Pour expliquer la complaisance de certaines et certains dans leur rĂŽle de bourreaux et d’extrĂ©mistes envers leurs victimes et boucs Ă©missaires, certains « spĂ©cialistes » souligneraient peut-ĂȘtre davantage le manque d’intelligence Ă©motionnelle et d’empathie, ou un certain mĂ©pris pour ces facultĂ©s. Pour certaines et certains , l’intelligence Ă©motionnelle et l’empathie, une certaine forme de sentimentalisme, sont des marques de faiblesse.
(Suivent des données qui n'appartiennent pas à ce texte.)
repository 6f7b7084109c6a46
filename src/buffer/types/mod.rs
//! Foundational data structures and error types.

pub mod error;
pub mod models;
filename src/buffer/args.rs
//! Boundary adapter for loosely typed arguments.
//!
//! Callers that hold dynamically typed values (script bindings, command-line
//! input) wrap them in [`Arg`] and convert them here, once, into the strict
//! primitives the rest of the crate accepts. No other module coerces.

use std::fmt;

use super::arena::MAX_LENGTH;
use super::types::error::{BufferError, Result};
use super::types::models::Encoding;

/// Largest integer an `f64` represents exactly (2^53 - 1).
const MAX_SAFE_INTEGER: f64 = 9_007_199_254_740_991.0;

/// A dynamically typed argument.
#[derive(Debug, Clone, Copy, PartialEq)]
pub enum Arg<'a> {
    Undefined,
    Bool(bool),
    Number(f64),
    BigInt(i128),
    Str(&'a str),
}

impl fmt::Display for Arg<'_> {
    fn fmt(&self, f: &mut fmt::Formatter) -> fmt::Result {
        match self {
            Arg::Undefined => write!(f, "undefined"),
            Arg::Bool(b) => write!(f, "type boolean ({})", b),
            Arg::Number(n) => write!(f, "{}", n),
            Arg::BigInt(n) => write!(f, "{}n", n),
            Arg::Str(s) => write!(f, "type string ({:?})", s),
        }
    }
}

impl From<f64> for Arg<'_> {
    fn from(n: f64) -> Self {
        Arg::Number(n)
    }
}

impl From<i64> for Arg<'_> {
    fn from(n: i64) -> Self {
        Arg::Number(n as f64)
    }
}

impl From<i32> for Arg<'_> {
    fn from(n: i32) -> Self {
        Arg::Number(n as f64)
    }
}

impl From<bool> for Arg<'_> {
    fn from(b: bool) -> Self {
        Arg::Bool(b)
    }
}

impl From<i128> for Arg<'_> {
    fn from(n: i128) -> Self {
        Arg::BigInt(n)
    }
}

impl<'a> From<&'a str> for Arg<'a> {
    fn from(s: &'a str) -> Self {
        Arg::Str(s)
    }
}

impl<'a> Arg<'a> {
    /// Parses a command-line token: integers with an `n` suffix become
    /// `BigInt`, other numerals become `Number`, anything else stays a string.
    pub fn parse(token: &'a str) -> Self {
        match token {
            "undefined" => return Arg::Undefined,
            "true" => return Arg::Bool(true),
            "false" => return Arg::Bool(false),
            _ => {}
        }
        if let Some(digits) = token.strip_suffix('n') {
            if let Ok(n) = digits.parse::<i128>() {
                return Arg::BigInt(n);
            }
        }
        if let Some(hex) = token.strip_prefix("0x") {
            if let Ok(n) = u64::from_str_radix(hex, 16) {
                return Arg::Number(n as f64);
            }
        }
        match token.parse::<f64>() {
            Ok(n) => Arg::Number(n),
            Err(_) => Arg::Str(token),
        }
    }

    /// A byte offset: a non-negative integer, defaulting to 0.
    pub fn to_offset(&self, name: &'static str) -> Result<usize> {
        match self {
            Arg::Undefined => Ok(0),
            Arg::Number(n) => non_negative_integer(*n)
                .ok_or_else(|| BufferError::invalid_type(name, "a non-negative integer", self)),
            _ => Err(BufferError::invalid_type(name, "of type number", self)),
        }
    }

    /// An allocation size: a non-negative integer no larger than [`MAX_LENGTH`].
    pub fn to_size(&self, name: &'static str) -> Result<usize> {
        let Arg::Number(n) = self else {
            return Err(BufferError::invalid_type(name, "of type number", self));
        };
        if n.is_finite() && n.fract() == 0.0 && *n > MAX_LENGTH as f64 {
            return Err(BufferError::out_of_range(
                name,
                format!(">= 0 and <= {}", MAX_LENGTH),
                n,
            ));
        }
        non_negative_integer(*n)
            .ok_or_else(|| BufferError::invalid_type(name, "a non-negative integer", self))
    }

    /// A `byteLength` argument of the variable-width integer accessors.
    /// The `[1, 6]` bound is enforced by the accessor itself.
    pub fn to_byte_length(&self) -> Result<usize> {
        match self {
            Arg::Number(n) => non_negative_integer(*n).ok_or_else(|| {
                BufferError::out_of_range("byteLength", ">= 1 and <= 6", n)
            }),
            _ => Err(BufferError::invalid_type("byteLength", "of type number", self)),
        }
    }

    /// An integer value to be written.
    ///
    /// Non-finite and fractional numbers fail with `OutOfRange`: they are not
    /// representable in any integer width.
    pub fn to_integer(&self, name: &'static str) -> Result<i128> {
        match self {
            Arg::Bool(b) => Ok(*b as i128),
            Arg::Number(n) if n.is_finite() && n.fract() == 0.0 => Ok(*n as i128),
            Arg::Number(n) => Err(BufferError::out_of_range(name, "an integer", n)),
            Arg::Undefined => Err(BufferError::out_of_range(name, "an integer", self)),
            _ => Err(BufferError::invalid_type(name, "of type number", self)),
        }
    }

    /// A floating-point value to be written. Every number is accepted.
    pub fn to_float(&self, name: &'static str) -> Result<f64> {
        match self {
            Arg::Undefined => Ok(f64::NAN),
            Arg::Bool(b) => Ok(*b as u8 as f64),
            Arg::Number(n) => Ok(*n),
            _ => Err(BufferError::invalid_type(name, "of type number", self)),
        }
    }

    /// A value for the 64-bit accessors, which accept only `BigInt`.
    pub fn to_bigint(&self, name: &'static str) -> Result<i128> {
        match self {
            Arg::BigInt(n) => Ok(*n),
            _ => Err(BufferError::invalid_type(name, "of type bigint", self)),
        }
    }

    /// A relative index for slicing and searching, defaulting to `default`.
    ///
    /// `NaN` becomes 0, infinities saturate, fractions truncate toward zero.
    pub fn to_index(&self, name: &'static str, default: isize) -> Result<isize> {
        match self {
            Arg::Undefined => Ok(default),
            Arg::Bool(b) => Ok(*b as isize),
            Arg::Number(n) if n.is_nan() => Ok(0),
            Arg::Number(n) => Ok(n.trunc().clamp(isize::MIN as f64, isize::MAX as f64) as isize),
            _ => Err(BufferError::invalid_type(name, "of type number", self)),
        }
    }

    /// An encoding name, defaulting to `default`.
    pub fn to_encoding(&self, default: Encoding) -> Result<Encoding> {
        match self {
            Arg::Undefined => Ok(default),
            Arg::Str(label) => label.parse(),
            _ => Err(BufferError::invalid_type("encoding", "of type string", self)),
        }
    }
}

fn non_negative_integer(n: f64) -> Option<usize> {
    (n.is_finite() && n.fract() == 0.0 && n >= 0.0 && n <= MAX_SAFE_INTEGER).then(|| n as usize)
}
Etre « dur » au mal, inflexible et tranchant est valorisĂ©. On peut retrouver ces valeurs dans le corps militaire, en politique, dans un certain rapport au sport, dans le monde du travail, dans certaines relations familiales, amicales, ombilicales et amoureuses ou l’on se montre « dur comme le cuir » ou « dur Ă  cuire ». Les « hĂ©roĂŻnes » et les « hĂ©ros » qui incarnent ces valeurs avec « rĂ©ussite » sont montrĂ©s en exemple et courtisĂ©s. Celles et ceux que ces modĂšles bousillent sont relĂ©guĂ©s dans les divisions de l’oubli ou on leur fournit un mandat de dĂ©placement avec aller simple pour une destination si possible inconnue de tous et Ă©loignĂ©e de tout. Nous voulons des winners. We Shall overcome ! Si Nou Moli Nou Mo ! (Si on se ramollit, on crĂšve !).

On peut souhaiter critiquer cette mentalitĂ© quelque peu « bourrine » et assassine et prĂ©fĂ©rer louer tout ce qui a trait Ă  « l’émotionnel », Ă  la poĂ©sie, au sentimentalisme, Ă  la sensibilitĂ© et Ă  la « communication ». Mais ce serait manquer de rĂ©alisme. Ce serait oublier que bien des entreprises humaines ont eu besoin et ont besoin de l’engagement de la force brute et de l’expĂ©rience de personnes dures au mal afin de survivre et de rĂ©ussir. Le film Green Book de Peter Farrely a lors des derniers Oscars (ce dimanche 24 fĂ©vrier 2019) Ă©tĂ© diversement apprĂ©ciĂ© par certaines personnalitĂ©s et journalistes. J’ai prĂ©vu de donner mon avis sur ce film dans ce blog. En attendant, dans le film Green Book, je constate que lorsque le Dr Shirley dĂ©cide de se rendre dans les Etats Unis racistes, il choisit Tony Lip comme homme Ă  tout faire. Et qui est Tony Lip ? PlutĂŽt un bourrin et un homme dur au mal. Pas du tout un esthĂšte et un intellectuel. En cela, le film me semble « juste » :

il est quelques circonstances dans la vie oĂč se contenter d’observer et de pratiquer les maniĂšres polies nous rĂ©duit au statut de proie et de victime.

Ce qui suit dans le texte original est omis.